Set in a concentration camp, a Nazi plan to flood the economy of Britain with fraudulent money makes use of Jewish prisoners who have histories of excellence in the skills necessary for counterfeiting money (and passports). Since the actors are largely unknown to American audiences, there is an intensity to the portrayals. Unlike the melodramatic "The Pianist" which I abhored, or the incredulous "Life is Beautiful", this movie does not strain credibility or logic. At least not to the limit. I found it intense, and it presents the audience with questions of what would their own participation in these scenarios be. It was gritty and violent because concentration camps and Nazis are grim and violent. It is a reminder of what despots can do, and what the human cost of the world's dictators bring to the rest of us. It is a story of lucky survival for some because of a talent honed for criminal purposes. Is it fair that the counterfeiter is the one to be fed and housed while so many Jews with other talents are starved to death and gassed?
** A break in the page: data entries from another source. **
//! Wrapped native token (WPHRS) ABI.

use alloy::primitives::{Address, Bytes, U256};
use alloy::sol;
use alloy::sol_types::SolCall;

use crate::blockchain::types::{BlockchainError, BlockchainResult};

sol! {
    /// WETH9-style wrapper around the native currency.
    #[derive(Debug)]
    interface IWrappedToken {
        function balanceOf(address owner) external view returns (uint256);
        function decimals() external view returns (uint8);
        function deposit() external payable;
        function withdraw(uint256 wad) external;
    }
}

/// Calldata for `deposit()`; the amount travels as transaction value.
pub fn deposit_calldata() -> Bytes {
    IWrappedToken::depositCall {}.abi_encode().into()
}

/// Calldata for `withdraw(wad)`; the amount is an argument, not value.
pub fn withdraw_calldata(wad: U256) -> Bytes {
    IWrappedToken::withdrawCall { wad }.abi_encode().into()
}

pub fn balance_of_calldata(owner: Address) -> Bytes {
    IWrappedToken::balanceOfCall { owner }.abi_encode().into()
}

pub fn decimals_calldata() -> Bytes {
    IWrappedToken::decimalsCall {}.abi_encode().into()
}

pub fn decode_balance_of(data: &[u8]) -> BlockchainResult<U256> {
    IWrappedToken::balanceOfCall::abi_decode_returns(data)
        .map_err(|e| BlockchainError::Decode(format!("balanceOf: {}", e)))
}

pub fn decode_decimals(data: &[u8]) -> BlockchainResult<u8> {
    IWrappedToken::decimalsCall::abi_decode_returns(data)
        .map_err(|e| BlockchainError::Decode(format!("decimals: {}", e)))
}
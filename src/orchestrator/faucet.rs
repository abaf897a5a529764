//! Faucet eligibility.

use std::fmt;

use crate::api::FaucetStatusData;

/// Whether the faucet can be claimed now, and if not, when.
#[derive(Debug, Clone, Copy, PartialEq, Eq)]
pub struct FaucetStatus {
    pub available: bool,
    /// Unix seconds of the next allowed claim.
    pub next_available_at: i64,
}

impl FaucetStatus {
    /// Time left until the next claim, measured from `now` (unix seconds).
    pub fn remaining(&self, now: i64) -> Remaining {
        Remaining((self.next_available_at - now).max(0) as u64)
    }
}

impl From<FaucetStatusData> for FaucetStatus {
    fn from(data: FaucetStatusData) -> Self {
        Self {
            available: data.is_able_to_faucet,
            next_available_at: data.available_timestamp,
        }
    }
}

/// A wait in whole seconds, displayed as `1h 1m 1s`.
#[derive(Debug, Clone, Copy, PartialEq, Eq)]
pub struct Remaining(pub u64);

impl fmt::Display for Remaining {
    fn fmt(&self, f: &mut fmt::Formatter<'_>) -> fmt::Result {
        let hours = self.0 / 3600;
        let minutes = (self.0 % 3600) / 60;
        let seconds = self.0 % 60;
        write!(f, "{}h {}m {}s", hours, minutes, seconds)
    }
}

/// Result of a claim attempt that reached the API.
#[derive(Debug, Clone, Copy, PartialEq, Eq)]
pub enum ClaimOutcome {
    Claimed,
    /// Status said no; the claim endpoint was not called.
    NotEligible(FaucetStatus),
}

#[cfg(test)]
mod tests {
    use super::*;

    #[test]
    fn test_remaining_formats_hours_minutes_seconds() {
        let status = FaucetStatus {
            available: false,
            next_available_at: 1_700_000_000,
        };
        let remaining = status.remaining(1_700_000_000 - 3661);
        assert_eq!(remaining, Remaining(3661));
        assert_eq!(remaining.to_string(), "1h 1m 1s");
    }

    #[test]
    fn test_remaining_never_negative() {
        let status = FaucetStatus {
            available: false,
            next_available_at: 100,
        };
        assert_eq!(status.remaining(200).to_string(), "0h 0m 0s");
    }

    #[test]
    fn test_from_wire() {
        let status = FaucetStatus::from(FaucetStatusData {
            is_able_to_faucet: true,
            available_timestamp: 5,
        });
        assert!(status.available);
        assert_eq!(status.next_available_at, 5);
    }
}
//! Configuration validation.
//!
//! # Responsibilities
//! - Semantic validation (serde handles syntactic)
//! - Validate value ranges (timeouts > 0, amount ranges ordered)
//! - Check that URLs and addresses parse
//!
//! # Design Decisions
//! - Returns all validation errors, not just first
//! - Validation is pure function: BotConfig → Result<(), Vec<ValidationError>>
//! - Runs before config is accepted into the system

use alloy::primitives::Address;
use std::fmt;

use crate::config::schema::{AmountRangeConfig, BotConfig};

/// A single semantic problem with a configuration.
#[derive(Debug, Clone, PartialEq, Eq)]
pub struct ValidationError {
    /// Dotted path of the offending field.
    pub field: String,
    pub message: String,
}

impl ValidationError {
    pub fn new(field: &str, message: impl Into<String>) -> Self {
        Self {
            field: field.to_string(),
            message: message.into(),
        }
    }
}

impl fmt::Display for ValidationError {
    fn fmt(&self, f: &mut fmt::Formatter<'_>) -> fmt::Result {
        write!(f, "{}: {}", self.field, self.message)
    }
}

/// Validate a parsed configuration.
pub fn validate_config(config: &BotConfig) -> Result<(), Vec<ValidationError>> {
    let mut errors = Vec::new();

    if url::Url::parse(&config.api.base_url).is_err() {
        errors.push(ValidationError::new("api.base_url", "not a valid URL"));
    }
    if config.api.request_timeout_secs == 0 {
        errors.push(ValidationError::new("api.request_timeout_secs", "must be > 0"));
    }

    let chain = &config.blockchain;
    if url::Url::parse(&chain.rpc_url).is_err() {
        errors.push(ValidationError::new("blockchain.rpc_url", "not a valid URL"));
    }
    if chain.chain_id == 0 {
        errors.push(ValidationError::new("blockchain.chain_id", "must be > 0"));
    }
    if chain.rpc_timeout_secs == 0 {
        errors.push(ValidationError::new("blockchain.rpc_timeout_secs", "must be > 0"));
    }
    if chain.confirmation_timeout_secs == 0 {
        errors.push(ValidationError::new(
            "blockchain.confirmation_timeout_secs",
            "must be > 0",
        ));
    }
    if chain.poll_interval_ms == 0 {
        errors.push(ValidationError::new("blockchain.poll_interval_ms", "must be > 0"));
    }
    if chain.wrapped_token.parse::<Address>().is_err() {
        errors.push(ValidationError::new(
            "blockchain.wrapped_token",
            "not a valid address",
        ));
    }

    check_range("tasks.transfer_amount", &config.tasks.transfer_amount, &mut errors);
    check_range("tasks.swap_amount", &config.tasks.swap_amount, &mut errors);

    if config.tasks.transfer_gas_limit < 21_000 {
        errors.push(ValidationError::new(
            "tasks.transfer_gas_limit",
            "must be at least 21000",
        ));
    }
    if config.tasks.contract_gas_limit == 0 {
        errors.push(ValidationError::new("tasks.contract_gas_limit", "must be > 0"));
    }

    if config.observability.metrics_enabled
        && config
            .observability
            .metrics_address
            .parse::<std::net::SocketAddr>()
            .is_err()
    {
        errors.push(ValidationError::new(
            "observability.metrics_address",
            "not a valid socket address",
        ));
    }

    if errors.is_empty() {
        Ok(())
    } else {
        Err(errors)
    }
}

fn check_range(field: &str, range: &AmountRangeConfig, errors: &mut Vec<ValidationError>) {
    // Amounts are drawn with micro-unit precision.
    if !(range.min >= 0.000_001) {
        errors.push(ValidationError::new(field, "min must be at least 0.000001"));
    }
    if !(range.max >= range.min) {
        errors.push(ValidationError::new(field, "max must be >= min"));
    }
}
There are other questions in this film that you can only answer for yourself.

Friday, April 4, 2008


This movie comes within an inch of being successful. It's pleasant enough, and has some funny lines, but it suffers from bad casting in the form of Zellweger, mugging in the form of Clooney, and an inability to burst into song, which would have come in handy. It's a period piece set in the 20s, and everyone acts like it just so you don't forget. The blatant overacting is the reason WHY Clooney is NOT now and never will be Cary Grant. It isn't smooth- nothing in the film is smooth. John Krasinski is well cast in his role, at least. There is never quite enough punch, and Zellweger is hardly believable as a femme fatale with snappy wit. She is, in fact, the major problem (other than the poor pacing). How Zellweger has a leading lady career, as opposed to playing the side kick, is just not clear to me. And I'm not alone on that elevator. If anything is worse than Clooney's mugging, it might be Zellweger squinting like she lost her glasses. In every scene. And it is highly implausible that she would be noticed by all men withint a 20 foot radius. Where is Reese Witherspoon when you need her? In fact, where are the "30 something" actresses who could have carried off the Carole Lombard type of skills needed to play this role? I think, sadly, nowhere. I wouldn't make this a special trip.